Coveted as a security for the future, a hedge against inflation and a haven in economic chaos, gold has played many different roles in the global investment market. Particularly since the start of the economic crisis in 2008, gold rose in value, touching a historic peak of $1900 per ounce in September 2011. As one of those rare assets with minimal liability it was no surprise that every astute investor held this precious metal in their portfolio.
With experts assuming that gold would break the $2000/oz resistance and even rise through to $2500/oz in 2012, it’s rather surprising that gold is instead in a corrective mode, trending between $1550/oz and $1700/oz. It has underperformed its other safety peers – like the Swiss Franc, US dollar, treasury and Yen. So what is leading to this decline?

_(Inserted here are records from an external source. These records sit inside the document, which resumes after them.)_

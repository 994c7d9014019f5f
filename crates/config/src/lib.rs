//! Configuration loading and validation.
//!
//! Sources, lowest precedence first:
//! 1. built-in defaults ([`Config::default`]);
//! 2. a configuration file, TOML, YAML or JSON picked by extension (the
//!    platform config directory's `config.toml` when no path is given and it
//!    exists);
//! 3. environment variables prefixed `YOMU_`, with `__` separating nested
//!    keys (`YOMU_DUPLICATES__CHUNK_SIZE=100`).
//!
//! Command-line flags are applied on top by the binary.

pub mod error;

use crate::error::{ErrorKind, Result};
use directories::ProjectDirs;
use exn::{OptionExt, ResultExt};
use figment::Figment;
use figment::providers::{Env, Format, Json, Serialized, Toml, Yaml};
use serde::{Deserialize, Serialize};
use std::path::{Path, PathBuf};

pub const ENV_PREFIX: &str = "YOMU_";
const APP_NAME: &str = "yomu";
const CONFIG_FILE: &str = "config.toml";
const DATABASE_FILE: &str = "yomu.db";

#[derive(Debug, Clone, Default, PartialEq, Eq, Serialize, Deserialize)]
#[serde(default)]
pub struct DatabaseConfig {
    /// SQLite file of the local metadata store. Defaults to the platform
    /// data directory.
    pub path: Option<PathBuf>,
}

#[derive(Debug, Clone, Default, PartialEq, Eq, Serialize, Deserialize)]
#[serde(default)]
pub struct ServerConfig {
    /// Base URL of the reader server. When set, metadata is read from and
    /// written to the server instead of the local database.
    pub url: Option<String>,
}

#[derive(Debug, Clone, Default, PartialEq, Eq, Serialize, Deserialize)]
#[serde(default)]
pub struct QueueConfig {
    /// Defaults to the number of hardware threads minus one.
    pub concurrency: Option<usize>,
}

#[derive(Debug, Clone, PartialEq, Eq, Serialize, Deserialize)]
#[serde(default)]
pub struct DuplicatesConfig {
    pub chunk_size: usize,
    pub check_alternative_titles: bool,
}

impl Default for DuplicatesConfig {
    fn default() -> Self {
        Self { chunk_size: 200, check_alternative_titles: false }
    }
}

#[derive(Debug, Clone, Copy, Default, PartialEq, Eq, Serialize, Deserialize)]
#[serde(rename_all = "lowercase")]
pub enum LogFormat {
    Pretty,
    #[default]
    Compact,
    Json,
}

#[derive(Debug, Clone, PartialEq, Eq, Serialize, Deserialize)]
#[serde(default)]
pub struct LogConfig {
    /// An `EnvFilter` directive, e.g. `info` or `yomu_meta=debug,info`.
    pub level: String,
    pub format: LogFormat,
}

impl Default for LogConfig {
    fn default() -> Self {
        Self { level: "info".to_string(), format: LogFormat::default() }
    }
}

#[derive(Debug, Clone, Default, PartialEq, Eq, Serialize, Deserialize)]
#[serde(default)]
pub struct Config {
    pub database: DatabaseConfig,
    pub server: ServerConfig,
    pub queue: QueueConfig,
    pub duplicates: DuplicatesConfig,
    pub log: LogConfig,
}

impl Config {
    /// Load and validate the configuration.
    ///
    /// An explicit `path` must exist; the default location is optional.
    pub fn load(path: Option<&Path>) -> Result<Self> {
        let path = match path {
            Some(path) => Some(path.to_path_buf()),
            None => default_config_path().filter(|path| path.is_file()),
        };
        tracing::debug!(path = ?path, "loading configuration");
        let config: Self = Self::figment(path.as_deref())?.extract().or_raise(|| ErrorKind::Load)?;
        config.validate()?;
        Ok(config)
    }

    /// The merged configuration sources, not yet extracted.
    pub fn figment(path: Option<&Path>) -> Result<Figment> {
        let mut figment = Figment::from(Serialized::defaults(Self::default()));
        if let Some(path) = path {
            let extension = path.extension().and_then(|e| e.to_str()).unwrap_or_default().to_ascii_lowercase();
            figment = match extension.as_str() {
                "toml" => figment.merge(Toml::file_exact(path)),
                "yaml" | "yml" => figment.merge(Yaml::file_exact(path)),
                "json" => figment.merge(Json::file_exact(path)),
                _ => exn::bail!(ErrorKind::UnsupportedFormat(path.display().to_string())),
            };
        }
        Ok(figment.merge(Env::prefixed(ENV_PREFIX).split("__")))
    }

    pub fn validate(&self) -> Result<()> {
        if self.duplicates.chunk_size == 0 {
            exn::bail!(ErrorKind::Invalid("duplicates.chunk_size must be at least 1"));
        }
        if self.queue.concurrency == Some(0) {
            exn::bail!(ErrorKind::Invalid("queue.concurrency must be at least 1"));
        }
        if self.server.url.as_deref().is_some_and(|url| !url.starts_with("http://") && !url.starts_with("https://")) {
            exn::bail!(ErrorKind::Invalid("server.url must be an http(s) URL"));
        }
        Ok(())
    }

    /// Configured database path, or `yomu.db` in the platform data directory.
    pub fn database_path(&self) -> Result<PathBuf> {
        match &self.database.path {
            Some(path) => Ok(path.clone()),
            None => Ok(project_dirs()?.data_dir().join(DATABASE_FILE)),
        }
    }
}

fn project_dirs() -> Result<ProjectDirs> {
    ProjectDirs::from("", "", APP_NAME).ok_or_raise(|| ErrorKind::NoHomeDirectory)
}

/// `config.toml` in the platform configuration directory.
pub fn default_config_path() -> Option<PathBuf> {
    project_dirs().ok().map(|dirs| dirs.config_dir().join(CONFIG_FILE))
}
use serde::{Deserialize, Serialize};
use std::collections::BTreeMap;
use std::collections::btree_map;

/// Prefix shared by every key this application owns. Metadata written by
/// other clients of the same backend (without the prefix) is left alone.
pub const APP_KEY_PREFIX: &str = "webUI_";

/// Build the stored key for an application setting.
///
/// ```
/// assert_eq!(yomu_meta::app_key("readingMode"), "webUI_readingMode");
/// ```
pub fn app_key(key: impl AsRef<str>) -> String {
    format!("{APP_KEY_PREFIX}{}", key.as_ref())
}

/// The complete metadata of one holder, as stored: `key → value` strings.
///
/// Lookups by setting name go through [`get`](Self::get)/[`contains`](Self::contains),
/// which apply [`APP_KEY_PREFIX`]; the `*_raw` methods use stored keys verbatim.
#[derive(Debug, Clone, Default, PartialEq, Eq, Serialize, Deserialize)]
#[serde(transparent)]
pub struct MetaBag {
    entries: BTreeMap<String, String>,
}

impl MetaBag {
    pub fn new() -> Self {
        Self::default()
    }

    pub fn get(&self, key: &str) -> Option<&str> {
        self.get_raw(&app_key(key))
    }

    pub fn contains(&self, key: &str) -> bool {
        self.entries.contains_key(&app_key(key))
    }

    pub fn get_raw(&self, key: &str) -> Option<&str> {
        self.entries.get(key).map(String::as_str)
    }

    /// Insert or replace a value. Last write wins.
    pub fn insert_raw(&mut self, key: impl Into<String>, value: impl Into<String>) -> Option<String> {
        self.entries.insert(key.into(), value.into())
    }

    pub fn remove_raw(&mut self, key: &str) -> Option<String> {
        self.entries.remove(key)
    }

    /// Application-owned entries, with [`APP_KEY_PREFIX`] stripped.
    pub fn app_entries(&self) -> impl Iterator<Item = (&str, &str)> {
        self.scoped("")
    }

    /// Application-owned entries whose (unprefixed) key starts with `scope`,
    /// with both the application prefix and `scope` stripped.
    pub fn scoped<'a>(&'a self, scope: &'a str) -> impl Iterator<Item = (&'a str, &'a str)> + 'a {
        self.entries.iter().filter_map(move |(key, value)| {
            let key = key.strip_prefix(APP_KEY_PREFIX)?.strip_prefix(scope)?;
            Some((key, value.as_str()))
        })
    }

    pub fn iter(&self) -> btree_map::Iter<'_, String, String> {
        self.entries.iter()
    }

    pub fn len(&self) -> usize {
        self.entries.len()
    }

    pub fn is_empty(&self) -> bool {
        self.entries.is_empty()
    }
}
impl<K: Into<String>, V: Into<String>> FromIterator<(K, V)> for MetaBag {
    fn from_iter<T: IntoIterator<Item = (K, V)>>(iter: T) -> Self {
        Self {
            entries: iter.into_iter().map(|(k, v)| (k.into(), v.into())).collect(),
        }
    }
}
impl IntoIterator for MetaBag {
    type Item = (String, String);
    type IntoIter = btree_map::IntoIter<String, String>;
    fn into_iter(self) -> Self::IntoIter {
        self.entries.into_iter()
    }
}
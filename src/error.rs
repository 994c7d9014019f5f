//! Command Error Types

use derive_more::{Display, Error};

pub type Error = exn::Exn<ErrorKind>;
pub type Result<T> = std::result::Result<T, Error>;

#[derive(Debug, Display, Error, Clone, PartialEq, Eq)]
pub enum ErrorKind {
    #[display("configuration error")]
    Config,
    #[display("metadata store error")]
    Store,
    #[display("settings error")]
    Settings,
    #[display("duplicate detection failed")]
    Duplicates,
    /// Bad input file or argument the parser could not catch.
    #[display("invalid input: {_0}")]
    Input(#[error(not(source))] String),
    #[display("could not write output")]
    Output,
}
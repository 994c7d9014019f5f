//! Settings Error Types

use derive_more::{Display, Error};

/// A settings error with automatic location tracking.
pub type Error = exn::Exn<ErrorKind>;
/// Result type alias for settings operations.
pub type Result<T> = std::result::Result<T, Error>;

#[derive(Debug, Display, Error, Clone, PartialEq, Eq)]
pub enum ErrorKind {
    /// Reading from or writing to the metadata store failed.
    #[display("metadata store error")]
    Store,
    /// A settings object could not be converted to or from metadata values.
    #[display("invalid setting value: {_0}")]
    InvalidValue(#[error(not(source))] String),
    /// The name does not match any settings domain, reading mode or layout.
    #[display("unknown {_0}")]
    Unknown(#[error(not(source))] String),
}

impl ErrorKind {
    /// Returns `true` if retrying might succeed.
    pub fn is_retryable(&self) -> bool {
        matches!(self, Self::Store)
    }
}
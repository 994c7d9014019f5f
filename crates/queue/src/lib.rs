//! Bounded-concurrency priority task queue.
//!
//! A [`Queue`] runs asynchronous tasks on the current Tokio runtime, never
//! more than its configured concurrency at a time. Every call to
//! [`Queue::enqueue`] schedules one "process" unit behind a semaphore; when a
//! unit gets a slot it takes whichever pending task currently has the
//! highest [`Priority`] (earliest enqueued first among equals) and runs it.
//!
//! ```
//! use yomu_queue::{Priority, Queue};
//!
//! # #[tokio::main(flavor = "current_thread")]
//! # async fn main() {
//! let queue = Queue::new(2);
//! let handle = queue.enqueue("thumbnail", Priority::HIGH, || async { 40 + 2 });
//! assert!(handle.key().starts_with("thumbnail_"));
//! assert_eq!(handle.await.unwrap(), 42);
//! # }
//! ```

pub mod error;
mod handle;
mod priority;

pub use crate::handle::QueueHandle;
pub use crate::priority::Priority;
use futures::FutureExt;
use futures::channel::oneshot;
use futures::future::BoxFuture;
use std::cmp::Reverse;
use std::collections::{BTreeMap, HashMap};
use std::future::Future;
use std::sync::{Arc, Mutex, MutexGuard, PoisonError};
use tokio::sync::Semaphore;

type Job = Box<dyn FnOnce() -> BoxFuture<'static, ()> + Send>;

/// Ordering key of a pending task: highest priority first, then insertion order.
#[derive(Clone, Copy, Debug, PartialEq, Eq, PartialOrd, Ord)]
struct Slot {
    priority: Reverse<Priority>,
    sequence: u64,
}

struct Pending {
    key: String,
    job: Job,
}

#[derive(Default)]
struct State {
    counter: u64,
    pending: BTreeMap<Slot, Pending>,
    slots: HashMap<String, Slot>,
}
impl State {
    fn take_next(&mut self) -> Option<Pending> {
        let (_, pending) = self.pending.pop_first()?;
        self.slots.remove(&pending.key);
        Some(pending)
    }
}

struct Inner {
    limiter: Semaphore,
    state: Mutex<State>,
}
impl Inner {
    fn state(&self) -> MutexGuard<'_, State> {
        // Bookkeeping is only ever mutated in short, non-panicking sections.
        self.state.lock().unwrap_or_else(PoisonError::into_inner)
    }
}

/// Runs at most `concurrency` tasks at once, picking the next task by priority.
///
/// Cloning a `Queue` is cheap and yields another handle to the same queue.
///
/// All methods that schedule work must be called from within a Tokio runtime.
#[derive(Clone)]
pub struct Queue {
    inner: Arc<Inner>,
    concurrency: usize,
}

impl Queue {
    /// Create a queue running at most `concurrency` tasks at once (minimum 1).
    pub fn new(concurrency: usize) -> Self {
        let concurrency = concurrency.max(1);
        Self {
            inner: Arc::new(Inner {
                limiter: Semaphore::new(concurrency),
                state: Mutex::new(State::default()),
            }),
            concurrency,
        }
    }

    /// Create a queue sized to leave one hardware thread free for the caller.
    pub fn with_available_parallelism() -> Self {
        Self::new(default_concurrency())
    }

    pub fn concurrency(&self) -> usize {
        self.concurrency
    }

    /// Register `task` under a uniquified `key` and schedule it.
    ///
    /// The returned [`QueueHandle`] resolves with the task's output. Errors
    /// are the task's own business: return a `Result` from the task to
    /// propagate them, they never affect sibling tasks.
    pub fn enqueue<F, Fut, T>(&self, key: impl AsRef<str>, priority: Priority, task: F) -> QueueHandle<T>
    where
        F: FnOnce() -> Fut + Send + 'static,
        Fut: Future<Output = T> + Send + 'static,
        T: Send + 'static,
    {
        let (sender, receiver) = oneshot::channel();
        let job: Job = Box::new(move || {
            async move {
                let output = task().await;
                // Nobody listening is fine, the handle was dropped.
                _ = sender.send(output);
            }
            .boxed()
        });
        let key = {
            let mut state = self.inner.state();
            state.counter += 1;
            let sequence = state.counter;
            let key = format!("{}_{}", key.as_ref(), sequence);
            let slot = Slot { priority: Reverse(priority), sequence };
            state.slots.insert(key.clone(), slot);
            state.pending.insert(slot, Pending { key: key.clone(), job });
            key
        };
        tracing::trace!(%key, priority = priority.value(), "task enqueued");
        self.schedule();
        QueueHandle::new(key, receiver)
    }

    /// Spawn one process unit: wait for a free slot, then run the best pending task.
    fn schedule(&self) {
        let inner = Arc::clone(&self.inner);
        tokio::spawn(async move {
            // The semaphore is never closed, so this only fails in theory.
            let Ok(_permit) = inner.limiter.acquire().await else {
                return;
            };
            let next = inner.state().take_next();
            // Nothing left means the queue was cleared after this unit was scheduled.
            let Some(Pending { key, job }) = next else {
                return;
            };
            tracing::trace!(%key, "task started");
            job().await;
            tracing::trace!(%key, "task settled");
        });
    }

    /// Reject every task that has not started yet.
    ///
    /// Their handles resolve to [`ErrorKind::Cancelled`](crate::error::ErrorKind::Cancelled).
    /// Running tasks are unaffected. Returns the number of rejected tasks.
    pub fn clear(&self) -> usize {
        let cleared = {
            let mut state = self.inner.state();
            state.slots.clear();
            std::mem::take(&mut state.pending)
        };
        let count = cleared.len();
        // Dropping the jobs drops their senders, which settles the handles.
        drop(cleared);
        tracing::debug!(count, "cleared pending tasks");
        count
    }

    /// `true` once the task registered under `key` has been taken off the
    /// pending list (it is running or already settled), including keys this
    /// queue never handed out.
    pub fn is_processing(&self, key: impl AsRef<str>) -> bool {
        !self.inner.state().slots.contains_key(key.as_ref())
    }

    /// Number of tasks waiting for a slot.
    pub fn pending(&self) -> usize {
        self.inner.state().pending.len()
    }
}

/// Hardware threads minus one, never less than one.
pub fn default_concurrency() -> usize {
    std::thread::available_parallelism().map(|n| n.get()).unwrap_or(1).saturating_sub(1).max(1)
}
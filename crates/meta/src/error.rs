//! Metadata Error Types
//!
//! This module provides structured errors using `exn` for automatic location
//! tracking and error tree construction.

use derive_more::{Display, Error};

/// A metadata error with automatic location tracking.
pub type Error = exn::Exn<ErrorKind>;
/// Result type alias for metadata operations.
pub type Result<T> = std::result::Result<T, Error>;

/// Actionable error categories.
///
/// These describe what the caller should *do*, not what went wrong internally.
#[derive(Debug, Display, Error, Clone, PartialEq, Eq)]
pub enum ErrorKind {
    #[display("database error")]
    Database,
    #[display("database migration error")]
    Migration,
    /// The backend could not be reached.
    #[display("network error")]
    Network,
    /// The backend answered, but refused the operation.
    #[display("backend rejected the request: {_0}")]
    Rejected(#[error(not(source))] String),
    /// Stored or received data could not be (de)serialized.
    #[display("invalid metadata: {_0}")]
    InvalidData(#[error(not(source))] &'static str),
    /// A holder reference (`kind[:id]`) could not be parsed.
    #[display("invalid metadata holder: {_0}")]
    InvalidHolder(#[error(not(source))] String),
    /// Some keys of a multi-key update were written, others were not.
    /// Nothing is rolled back.
    #[display("partial metadata write: {} written, {} failed ({})", written.len(), failed.len(), failed.join(", "))]
    PartialWrite {
        /// Keys whose write failed.
        failed: Vec<String>,
        /// Keys written successfully.
        written: Vec<String>,
    },
}

impl ErrorKind {
    /// Returns `true` if retrying might succeed.
    pub fn is_retryable(&self) -> bool {
        matches!(self, Self::Database | Self::Network | Self::PartialWrite { .. })
    }
}
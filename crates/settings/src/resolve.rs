//! Layered resolution of typed settings from metadata.
//!
//! A settings object starts from its defaults. Each [`MetaLayer`] then
//! overrides the keys it explicitly sets, in the order the layers were added,
//! so the last layer has the final word. Stored values go through three
//! filters before they are accepted:
//!
//! 1. the domain's [`MetaSettings::migrate`] hook, which rewrites legacy
//!    shapes in place (read time only, nothing is written back);
//! 2. a JSON kind check against the default (a string default also accepts
//!    the raw stored text, an object default is shallow-merged, a `null`
//!    default accepts anything);
//! 3. typed deserialization of the settings object with the value in place.
//!
//! A value failing any filter is skipped with a warning and the previous
//! layer's value stays in effect, so the output is always fully populated.

use serde::Serialize;
use serde::de::DeserializeOwned;
use serde_json::{Map, Value};
use std::collections::BTreeMap;
use yomu_meta::MetaBag;
use yomu_meta::value::decode;

/// A settings domain stored as metadata, one key per top-level field.
pub trait MetaSettings: Serialize + DeserializeOwned + Default + Clone {
    /// Rewrite legacy value shapes of one layer before it is applied.
    fn migrate(_values: &mut Map<String, Value>) {}
}

/// The decoded settings keys of one metadata holder (or one scope of it).
#[derive(Debug, Clone, Default, PartialEq)]
pub struct MetaLayer {
    values: Map<String, Value>,
    raw: BTreeMap<String, String>,
}

impl MetaLayer {
    /// Every application key of `bag`.
    pub fn from_bag(bag: &MetaBag) -> Self {
        Self::scoped(bag, "")
    }

    /// Application keys of `bag` starting with `scope`, with the scope stripped.
    pub fn scoped(bag: &MetaBag, scope: &str) -> Self {
        let mut layer = Self::default();
        for (key, raw) in bag.scoped(scope) {
            layer.values.insert(key.to_string(), decode(raw));
            layer.raw.insert(key.to_string(), raw.to_string());
        }
        layer
    }

    /// A layer of already decoded values.
    pub fn from_values(values: Map<String, Value>) -> Self {
        Self { values, raw: BTreeMap::new() }
    }

    /// This layer without `key`.
    pub fn without(mut self, key: &str) -> Self {
        self.values.remove(key);
        self.raw.remove(key);
        self
    }

    pub fn get(&self, key: &str) -> Option<&Value> {
        self.values.get(key)
    }

    pub fn contains(&self, key: &str) -> bool {
        self.values.contains_key(key)
    }

    pub fn is_empty(&self) -> bool {
        self.values.is_empty()
    }

    /// Decoded values after the domain's migration hook.
    pub(crate) fn migrated<T: MetaSettings>(&self) -> Map<String, Value> {
        let mut values = self.values.clone();
        T::migrate(&mut values);
        values
    }
}

/// A resolved settings object, plus for every field whether its value came
/// from a fallback (defaults or an inherited layer) rather than the holder's
/// own metadata.
#[derive(Debug, Clone, PartialEq)]
pub struct WithDefaultFlags<T> {
    pub value: T,
    pub flags: BTreeMap<String, bool>,
}

impl<T: Serialize> WithDefaultFlags<T> {
    /// `true` unless `key` is present in the holder's own metadata.
    pub fn is_default(&self, key: &str) -> bool {
        self.flags.get(key).copied().unwrap_or(true)
    }

    /// `{ "<key>": { "value": ..., "isDefault": ... }, ... }`
    pub fn to_json(&self) -> Value {
        let Ok(Value::Object(values)) = serde_json::to_value(&self.value) else {
            return Value::Null;
        };
        let entries = values.into_iter().map(|(key, value)| {
            let is_default = self.is_default(&key);
            (key, serde_json::json!({ "value": value, "isDefault": is_default }))
        });
        Value::Object(entries.collect())
    }
}

/// Resolves a [`MetaSettings`] domain from its defaults and metadata layers.
#[derive(Debug, Clone)]
pub struct SettingsResolver<T> {
    defaults: T,
    layers: Vec<MetaLayer>,
}

impl<T: MetaSettings> Default for SettingsResolver<T> {
    fn default() -> Self {
        Self::new(T::default())
    }
}

impl<T: MetaSettings> SettingsResolver<T> {
    pub fn new(defaults: T) -> Self {
        Self { defaults, layers: Vec::new() }
    }

    /// Add a layer overriding every layer added before it.
    pub fn layer(mut self, layer: MetaLayer) -> Self {
        self.layers.push(layer);
        self
    }

    /// The fully populated settings object.
    pub fn resolve(&self) -> T {
        let Ok(Value::Object(defaults)) = serde_json::to_value(&self.defaults) else {
            return self.defaults.clone();
        };
        let mut merged = defaults.clone();
        for layer in &self.layers {
            let values = layer.migrated::<T>();
            for (key, default) in &defaults {
                let Some(stored) = values.get(key) else { continue };
                let Some(candidate) = coerce(default, &merged[key], stored, layer.raw.get(key)) else {
                    tracing::warn!(%key, value = %stored, "ignoring setting of the wrong kind");
                    continue;
                };
                let previous = merged.insert(key.clone(), candidate);
                if serde_json::from_value::<T>(Value::Object(merged.clone())).is_err() {
                    tracing::warn!(%key, value = %stored, "ignoring invalid setting");
                    if let Some(previous) = previous {
                        merged.insert(key.clone(), previous);
                    }
                }
            }
        }
        serde_json::from_value(Value::Object(merged)).unwrap_or_else(|_| self.defaults.clone())
    }

    /// Resolve, flagging as non-default every key present in the last layer
    /// (the holder's own metadata). Presence counts, not value equality.
    pub fn resolve_with_flags(&self) -> WithDefaultFlags<T> {
        let value = self.resolve();
        let own = self.layers.last().map(MetaLayer::migrated::<T>).unwrap_or_default();
        let flags = match serde_json::to_value(&self.defaults) {
            Ok(Value::Object(defaults)) => defaults.keys().map(|key| (key.clone(), !own.contains_key(key))).collect(),
            _ => BTreeMap::new(),
        };
        WithDefaultFlags { value, flags }
    }
}

/// Check a stored value against the default's JSON kind, producing the value
/// to try. `current` is the value resolved so far for the same key.
fn coerce(default: &Value, current: &Value, stored: &Value, raw: Option<&String>) -> Option<Value> {
    match (default, stored) {
        (Value::Null, stored) => Some(stored.clone()),
        (Value::String(_), Value::String(_)) => Some(stored.clone()),
        (Value::String(_), _) => raw.map(|raw| Value::String(raw.clone())),
        (Value::Bool(_), Value::Bool(_)) | (Value::Number(_), Value::Number(_)) | (Value::Array(_), Value::Array(_)) => {
            Some(stored.clone())
        },
        (Value::Object(_), Value::Object(stored)) => {
            let mut object = current.as_object().cloned().unwrap_or_default();
            object.extend(stored.iter().map(|(k, v)| (k.clone(), v.clone())));
            Some(Value::Object(object))
        },
        _ => None,
    }
}

#[cfg(test)]
mod tests {
    use super::*;
    use serde::Deserialize;
    use serde_json::json;
    use yomu_meta::app_key;

    #[derive(Debug, Clone, PartialEq, Serialize, Deserialize)]
    #[serde(rename_all = "camelCase")]
    struct Sample {
        title: String,
        count: u32,
        enabled: bool,
        tags: Vec<String>,
        nested: Nested,
        filter: Option<bool>,
    }

    #[derive(Debug, Clone, PartialEq, Serialize, Deserialize)]
    struct Nested {
        a: u32,
        b: u32,
    }

    impl Default for Sample {
        fn default() -> Self {
            Self {
                title: "untitled".to_string(),
                count: 3,
                enabled: false,
                tags: vec![],
                nested: Nested { a: 1, b: 2 },
                filter: None,
            }
        }
    }

    impl MetaSettings for Sample {
        fn migrate(values: &mut Map<String, Value>) {
            if let Some(Value::Bool(legacy)) = values.get("count") {
                let count = u32::from(*legacy);
                values.insert("count".to_string(), json!(count));
            }
        }
    }

    fn layer(entries: &[(&str, &str)]) -> MetaLayer {
        MetaLayer::from_bag(&entries.iter().map(|(k, v)| (app_key(k), *v)).collect())
    }

    #[test]
    fn test_empty_layers_resolve_to_defaults() {
        let resolved = SettingsResolver::<Sample>::default().layer(MetaLayer::default()).resolve();
        assert_eq!(resolved, Sample::default());
    }

    #[test]
    fn test_present_keys_decode_stored_values() {
        let resolved = SettingsResolver::<Sample>::default()
            .layer(layer(&[("count", "7"), ("enabled", "true"), ("tags", r#"["Foo","Bar"]"#)]))
            .resolve();
        assert_eq!(resolved.count, 7);
        assert!(resolved.enabled);
        assert_eq!(resolved.tags, vec!["Foo", "Bar"]);
        assert_eq!(resolved.title, "untitled");
    }

    #[test]
    fn test_string_default_accepts_raw_text() {
        let resolved = SettingsResolver::<Sample>::default().layer(layer(&[("title", "42")])).resolve();
        assert_eq!(resolved.title, "42");
    }

    #[test]
    fn test_objects_are_shallow_merged() {
        let resolved = SettingsResolver::<Sample>::default()
            .layer(layer(&[("nested", r#"{"a":5}"#)]))
            .layer(layer(&[("nested", r#"{"b":9}"#)]))
            .resolve();
        assert_eq!(resolved.nested, Nested { a: 5, b: 9 });
    }

    #[test]
    fn test_wrong_kind_falls_back_to_previous_layer() {
        let resolved = SettingsResolver::<Sample>::default()
            .layer(layer(&[("count", "5")]))
            .layer(layer(&[("count", "many"), ("enabled", "1"), ("filter", "maybe")]))
            .resolve();
        assert_eq!(resolved.count, 5);
        assert!(!resolved.enabled);
        assert_eq!(resolved.filter, None);
    }

    #[test]
    fn test_invalid_value_of_right_kind_is_ignored() {
        // Fits the JSON kind but not the field type.
        let resolved = SettingsResolver::<Sample>::default().layer(layer(&[("count", "-1")])).resolve();
        assert_eq!(resolved.count, 3);
    }

    #[test]
    fn test_null_default_accepts_any_valid_value() {
        let resolved = SettingsResolver::<Sample>::default().layer(layer(&[("filter", "true")])).resolve();
        assert_eq!(resolved.filter, Some(true));
    }

    #[test]
    fn test_migration_applies_per_layer() {
        let resolved = SettingsResolver::<Sample>::default().layer(layer(&[("count", "true")])).resolve();
        assert_eq!(resolved.count, 1);
    }

    #[test]
    fn test_last_layer_wins() {
        let resolved = SettingsResolver::<Sample>::default()
            .layer(layer(&[("count", "5"), ("enabled", "true")]))
            .layer(layer(&[("count", "6")]))
            .resolve();
        assert_eq!(resolved.count, 6);
        assert!(resolved.enabled);
    }

    #[test]
    fn test_default_flags_track_presence_in_own_layer() {
        let resolved = SettingsResolver::<Sample>::default()
            .layer(layer(&[("enabled", "true")]))
            .layer(layer(&[("count", "3")]))
            .resolve_with_flags();
        // Equal to the default, but explicitly set.
        assert!(!resolved.is_default("count"));
        // Inherited from an earlier layer.
        assert!(resolved.is_default("enabled"));
        assert!(resolved.value.enabled);
        assert!(resolved.is_default("title"));
        assert_eq!(resolved.to_json()["count"], json!({ "value": 3, "isDefault": false }));
    }

    #[test]
    fn test_scoped_layer_and_without() {
        let bag: MetaBag = [(app_key("p_x_count"), "9"), (app_key("count"), "1"), (app_key("p_x_enabled"), "true")]
            .into_iter()
            .collect();
        let scoped = MetaLayer::scoped(&bag, "p_x_").without("enabled");
        assert_eq!(scoped.get("count"), Some(&json!(9)));
        assert!(!scoped.contains("enabled"));
    }
}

Firstly, investors prefer to hold the dollar as a safe haven during periods of instability. Especially now, with concerns that Euro-denominated asset classes are potentially unstable, dollar demand is increasing. Since dollar value is inversely proportional to gold, gold prices decline when the dollar is in demand.
The gold price is also determined more by demand than supply. India is probably the most important market for gold as it is the biggest buyer of gold, with individual holders holding an estimated $1 trillion-worth of the commodity. But when gold prices touched historic highs – as was the case last year – this price sensitive market started buying less.
Gold heading northwards was also indicative of a crisis-lockdown as speculators expected a Euro breakup. These fears have since been allayed and this has also contributed to softness in gold prices, which is not necessarily a bad thing.
So what’s the way forward for gold prices? Industry analysts are divided. Big brokerages like Goldman Sachs, Barclays and Morgan Stanley expect gold to move upwards of $1800 by the end of this year. Many say that gold’s movement will be largely determined by central bank policies, especially of the European Central Bank (ECB). Instead of focusing on dovish monetary policies and toying with just interest rates, if central banks buy government bonds or opt for QE3 in the next few months, it will boost gold prices. For the near future though, gold is expected to trade in a narrow range in this risk-averse environment.
Ultimately, as far as ancient investment wisdom goes, gold should be held as a long-term investment and not as a tool for short-term profits. Its true value lies in being a means of providing insulation and protection in a volatile economic environment.